I have always liked "strange" names. My family was absolutely convinced I would name my first daughter Topanga after the girl on Boy Meets World. (I didn't!)

For some reason I kept coming back to Ali. I had no idea why, I had never really liked the name. Not even sure how it ended up on my list in the first place.

It was too simple, boring for me. But I just kept coming back to it. Trying many variations of it.... AliAnna, AliAnne, Ali Grace, I think I must have come up with hundreds of names.

Nothing clicked or sounded right. It seemed like the impossible task, trying to come up with something that was "different" enough for me but not too weird for everyone else.

Then I remembered a girl I had known named Alisha.
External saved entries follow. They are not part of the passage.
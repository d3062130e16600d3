/*!
 * Output filename resolution for batch conversion.
 *
 * Transcripts are named after the podcast and episode titles when metadata
 * is available and after the content id otherwise. Repeated names get a
 * numeric suffix from a counter owned by the caller.
 */

use std::collections::HashMap;

use once_cell::sync::Lazy;
use regex::Regex;

use crate::database::models::EpisodeMetadata;

/// Longest sanitized base name, in characters
pub const MAX_FILENAME_CHARS: usize = 200;

/// Extension given to every transcript file
pub const TRANSCRIPT_EXTENSION: &str = "txt";

/// Identifier used when a path carries no content id
pub const UNKNOWN_ID: &str = "unknown";

static INVALID_CHARS_REGEX: Lazy<Regex> = Lazy::new(|| Regex::new(r#"[<>:"/\\|?*]"#).unwrap());

static WHITESPACE_REGEX: Lazy<Regex> = Lazy::new(|| Regex::new(r"\s+").unwrap());

// Cache copies are stored as "<name>.ttml-<digits>.ttml"
static DUPLICATE_SUFFIX_REGEX: Lazy<Regex> = Lazy::new(|| Regex::new(r"^(.+\.ttml)-\d+\.ttml$").unwrap());

/// Make a display title safe to use as a file name.
///
/// Replaces `< > : " / \ | ? *` with `-`, collapses whitespace runs to one
/// space, trims, and keeps at most [`MAX_FILENAME_CHARS`] characters.
pub fn sanitize_filename(name: &str) -> String {
    let replaced = INVALID_CHARS_REGEX.replace_all(name, "-");
    let collapsed = WHITESPACE_REGEX.replace_all(&replaced, " ");
    collapsed.trim().chars().take(MAX_FILENAME_CHARS).collect()
}

/// Strip the cache duplication suffix from a transcript path.
///
/// `episode123.ttml-5.ttml` becomes `episode123.ttml`; anything else is
/// returned unchanged.
pub fn canonical_identifier(relative_path: &str) -> String {
    DUPLICATE_SUFFIX_REGEX.replace(relative_path, "$1").into_owned()
}

/// Content id following `prefix` up to the next `/`, or [`UNKNOWN_ID`]
pub fn content_id(identifier: &str, prefix: &str) -> String {
    identifier
        .find(prefix)
        .map(|start| &identifier[start + prefix.len()..])
        .and_then(|rest| rest.split('/').next())
        .filter(|id| !id.is_empty())
        .unwrap_or(UNKNOWN_ID)
        .to_string()
}

/// Collision counter keyed by base filename
#[derive(Debug, Default, Clone)]
pub struct OutputNamer {
    counts: HashMap<String, usize>,
}

impl OutputNamer {
    pub fn new() -> Self {
        Self::default()
    }

    // @returns: How many times `base` was handed out before, then bumps it
    fn claim(&mut self, base: &str) -> usize {
        let count = self.counts.entry(base.to_string()).or_insert(0);
        let current = *count;
        *count += 1;
        current
    }

    /// `Podcast - Episode.txt`, then `Podcast - Episode (1).txt`, ...
    pub fn titled_filename(&mut self, podcast_title: &str, episode_title: &str) -> String {
        let base = sanitize_filename(&format!("{} - {}", podcast_title, episode_title));
        match self.claim(&base) {
            0 => format!("{}.{}", base, TRANSCRIPT_EXTENSION),
            n => format!("{} ({}).{}", base, n, TRANSCRIPT_EXTENSION),
        }
    }

    /// `id.txt`, then `id-1.txt`, ...
    pub fn id_filename(&mut self, id: &str) -> String {
        match self.claim(id) {
            0 => format!("{}.{}", id, TRANSCRIPT_EXTENSION),
            n => format!("{}-{}.{}", id, n, TRANSCRIPT_EXTENSION),
        }
    }

    /// Titled name when metadata carries both titles, id-based otherwise
    pub fn filename_for(&mut self, metadata: Option<&EpisodeMetadata>, id: &str) -> String {
        match metadata.and_then(EpisodeMetadata::display_titles) {
            Some((podcast, episode)) => self.titled_filename(podcast, episode),
            None => self.id_filename(id),
        }
    }
}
I loved the spelling that way. As soon as I wrote out Alisha I knew that was her name. Maybe not real weird or unique... but for some reason I simply knew that was her name.

We had already decided on Heidi to name her after her Paternal Aunt. Her Dad's first word was Heidi and it was important to us to name Ali after her Aunt Heidi. Also ironic, is that Heidi works with kids with special needs as a physical therapist. We obviously didn't know about Ali's DS when we named her, so we didn't know either about the bond she and her Aunt Heidi would have.

We also chose Marie after her Paternal Grandmother. This would be the first Granddaughter she would get to watch grow up. It was important to us to use her name. 

I also wanted to name Ali after my best friend and biggest supporter during the pregnancy. Fortunately for Ali, Erica's middle name was also Marie. So instead of adding Erica to the already long name... Marie covered it for us. Erica is on the list for future kids though since I like the name and Erica has continued to be my best friend through everything.

I ended up compromising on the spelling of Alisha later on. We changed it to Alicia, to be similar to Alice. That way we were also naming her after two of her Great Grandmothers. One of them had passed away shortly before I found out I was pregnant with Ali. We felt from the beginning that she had something to do with this child. The other is now the Great Grandmother that Ali is closest to.

 We had managed to name her after 5 people with just 3 names. We thought we had done pretty good. 

So, Alicia Heidi Marie it was.

We call her Ali.

After she was born with Down syndrome many family members found her name ironic.

Alicia means Sweet.

Heidi means Noble and Kind.

Marie means The Perfect One.

We couldn't have picked a better meaning for her name even if we had waited till after she was born. It was perfect.

Sweet, kind and perfect. Yep, that's my little girl.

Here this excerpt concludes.